- _Action item_: Nothing in the data may be altered, so output all of it exactly.

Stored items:
————————

//! Command structs for engine operations.
//!
//! These types group parameters for flow writes (record, set balance, edit),
//! keeping call sites readable and avoiding long argument lists.

use chrono::{DateTime, Utc};
use uuid::Uuid;

use crate::{Amount, Currency};

/// Append a flow to a wallet and move its balance by the flow amount.
#[derive(Clone, Debug)]
pub struct RecordFlowCmd {
    pub wallet_id: Uuid,
    pub user_id: Uuid,
    pub amount: Amount,
    pub currency: Currency,
    pub category_id: Uuid,
    pub description: String,
    pub created_at: DateTime<Utc>,
}

impl RecordFlowCmd {
    #[must_use]
    pub fn new(
        wallet_id: Uuid,
        user_id: Uuid,
        amount: Amount,
        currency: Currency,
        category_id: Uuid,
    ) -> Self {
        Self {
            wallet_id,
            user_id,
            amount,
            currency,
            category_id,
            description: String::new(),
            created_at: Utc::now(),
        }
    }

    #[must_use]
    pub fn description(mut self, description: impl Into<String>) -> Self {
        self.description = description.into();
        self
    }

    /// Override the creation time (defaults to now).
    #[must_use]
    pub fn created_at(mut self, created_at: DateTime<Utc>) -> Self {
        self.created_at = created_at;
        self
    }
}

/// Correct a wallet balance to an absolute target.
///
/// The engine records a flow of `target - current` so the journal keeps
/// explaining the balance.
#[derive(Clone, Debug)]
pub struct SetBalanceCmd {
    pub wallet_id: Uuid,
    pub user_id: Uuid,
    pub target: Amount,
    pub currency: Currency,
    pub category_id: Uuid,
    pub description: String,
}

impl SetBalanceCmd {
    #[must_use]
    pub fn new(
        wallet_id: Uuid,
        user_id: Uuid,
        target: Amount,
        currency: Currency,
        category_id: Uuid,
    ) -> Self {
        Self {
            wallet_id,
            user_id,
            target,
            currency,
            category_id,
            description: String::new(),
        }
    }

    #[must_use]
    pub fn description(mut self, description: impl Into<String>) -> Self {
        self.description = description.into();
        self
    }
}

/// Rewrite an existing flow.
///
/// Every field is replaced; the acting user becomes the flow operator.
#[derive(Clone, Debug)]
pub struct EditFlowCmd {
    pub flow_id: Uuid,
    pub user_id: Uuid,
    pub amount: Amount,
    pub currency: Currency,
    pub category_id: Uuid,
    pub description: String,
}

impl EditFlowCmd {
    #[must_use]
    pub fn new(
        flow_id: Uuid,
        user_id: Uuid,
        amount: Amount,
        currency: Currency,
        category_id: Uuid,
    ) -> Self {
        Self {
            flow_id,
            user_id,
            amount,
            currency,
            category_id,
            description: String::new(),
        }
    }

    #[must_use]
    pub fn description(mut self, description: impl Into<String>) -> Self {
        self.description = description.into();
        self
    }
}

————————

- _Answer for the task_:
//! Command structs for engine operations.
//!
//! These types group parameters for flow writes (record, set balance, edit),
//! keeping call sites readable and avoiding long argument lists.

use chrono::{DateTime, Utc};
use uuid::Uuid;

use crate::{Amount, Currency};

/// Append a flow to a wallet and move its balance by the flow amount.
#[derive(Clone, Debug)]
pub struct RecordFlowCmd {
    pub wallet_id: Uuid,
    pub user_id: Uuid,
    pub amount: Amount,
    pub currency: Currency,
    pub category_id: Uuid,
    pub description: String,
    pub created_at: DateTime<Utc>,
}

impl RecordFlowCmd {
    #[must_use]
    pub fn new(
        wallet_id: Uuid,
        user_id: Uuid,
        amount: Amount,
        currency: Currency,
        category_id: Uuid,
    ) -> Self {
        Self {
            wallet_id,
            user_id,
            amount,
            currency,
            category_id,
            description: String::new(),
            created_at: Utc::now(),
        }
    }

    #[must_use]
    pub fn description(mut self, description: impl Into<String>) -> Self {
        self.description = description.into();
        self
    }

    /// Override the creation time (defaults to now).
    #[must_use]
    pub fn created_at(mut self, created_at: DateTime<Utc>) -> Self {
        self.created_at = created_at;
        self
    }
}

/// Correct a wallet balance to an absolute target.
///
/// The engine records a flow of `target - current` so the journal keeps
/// explaining the balance.
#[derive(Clone, Debug)]
pub struct SetBalanceCmd {
    pub wallet_id: Uuid,
    pub user_id: Uuid,
    pub target: Amount,
    pub currency: Currency,
    pub category_id: Uuid,
    pub description: String,
}

impl SetBalanceCmd {
    #[must_use]
    pub fn new(
        wallet_id: Uuid,
        user_id: Uuid,
        target: Amount,
        currency: Currency,
        category_id: Uuid,
    ) -> Self {
        Self {
            wallet_id,
            user_id,
            target,
            currency,
            category_id,
            description: String::new(),
        }
    }

    #[must_use]
    pub fn description(mut self, description: impl Into<String>) -> Self {
        self.description = description.into();
        self
    }
}

/// Rewrite an existing flow.
///
/// Every field is replaced; the acting user becomes the flow operator.
#[derive(Clone, Debug)]
pub struct EditFlowCmd {
    pub flow_id: Uuid,
    pub user_id: Uuid,
    pub amount: Amount,
    pub currency: Currency,
    pub category_id: Uuid,
    pub description: String,
}

impl EditFlowCmd {
    #[must_use]
    pub fn new(
        flow_id: Uuid,
        user_id: Uuid,
        amount: Amount,
        currency: Currency,
        category_id: Uuid,
    ) -> Self {
        Self {
            flow_id,
            user_id,
            amount,
            currency,
            category_id,
            description: String::new(),
        }
    }

    #[must_use]
    pub fn description(mut self, description: impl Into<String>) -> Self {
        self.description = description.into();
        self
    }
}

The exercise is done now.